━━━ Excerpted records

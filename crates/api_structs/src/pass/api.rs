use crate::dtos::{PassDTO, PassErrorDTO};
use chrono::{DateTime, Utc};
use passgate_domain::{Pass, PassType, Requester, ID};
use serde::{Deserialize, Serialize};

#[derive(Deserialize, Serialize)]
#[serde(rename_all = "camelCase")]
pub struct PassResponse {
    pub pass: PassDTO,
}

impl PassResponse {
    pub fn new(pass: Pass) -> Self {
        Self {
            pass: PassDTO::new(pass),
        }
    }
}

pub mod create_pass {
    use super::*;

    #[derive(Deserialize, Serialize)]
    pub struct PathParams {
        pub event_id: ID,
    }

    #[derive(Deserialize, Serialize)]
    #[serde(rename_all = "camelCase")]
    pub struct RequestBody {
        pub user_id: i64,
        pub requester: Requester,
        /// Defaults to `apiGranted`
        pub pass_type: Option<PassType>,
        #[serde(default)]
        pub reason: String,
        /// Defaults to now
        pub scheduled_at: Option<DateTime<Utc>>,
    }

    pub type APIResponse = PassResponse;
}

pub mod create_passes_bulk {
    use super::*;

    #[derive(Deserialize, Serialize)]
    pub struct PathParams {
        pub event_id: ID,
    }

    #[derive(Deserialize, Serialize)]
    #[serde(rename_all = "camelCase")]
    pub struct RequestBody {
        pub club_id: ID,
        pub user_ids: Vec<i64>,
        #[serde(default)]
        pub reason: String,
        pub scheduled_at: Option<DateTime<Utc>>,
    }

    #[derive(Deserialize, Serialize)]
    #[serde(rename_all = "camelCase")]
    pub struct APIResponse {
        pub passes: Vec<PassDTO>,
        pub errors: Vec<PassErrorDTO>,
    }
}
use crate::shared::role::Role;
use serde::{Deserialize, Serialize};

/// A club platform member. `id` is the member's chat platform user id,
/// which is also the chat to deliver direct messages to.
#[derive(Debug, Clone, PartialEq, Serialize, Deserialize)]
#[serde(rename_all = "camelCase")]
pub struct Member {
    pub id: i64,
    pub full_name: String,
    pub role: Role,
    pub email: Option<String>,
    pub is_banned: bool,
}

impl Member {
    pub fn new(id: i64, full_name: impl Into<String>, role: Role) -> Self {
        Self {
            id,
            full_name: full_name.into(),
            role,
            email: None,
            is_banned: false,
        }
    }
}

/// Membership status of a member in a chat channel
#[derive(Debug, Clone, Copy, PartialEq, Eq, Serialize, Deserialize)]
#[serde(rename_all = "camelCase")]
pub enum MembershipStatus {
    Creator,
    Administrator,
    Member,
    Restricted,
    Left,
    Kicked,
}

impl MembershipStatus {
    /// Whether the member currently belongs to the channel
    pub fn is_current_member(&self) -> bool {
        matches!(self, Self::Creator | Self::Administrator | Self::Member)
    }
}

impl std::str::FromStr for MembershipStatus {
    type Err = anyhow::Error;

    fn from_str(s: &str) -> Result<Self, Self::Err> {
        match s {
            "creator" => Ok(Self::Creator),
            "administrator" => Ok(Self::Administrator),
            "member" => Ok(Self::Member),
            "restricted" => Ok(Self::Restricted),
            "left" => Ok(Self::Left),
            "kicked" => Ok(Self::Kicked),
            other => Err(anyhow::anyhow!("Unknown membership status: {}", other)),
        }
    }
}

━━━━━━

**What to do:** All lines with the word "impl" should be copied from the material above.

**Reply:**
impl PassResponse {
impl Member {
    pub fn new(id: i64, full_name: impl Into<String>, role: Role) -> Self {
impl MembershipStatus {
impl std::str::FromStr for MembershipStatus {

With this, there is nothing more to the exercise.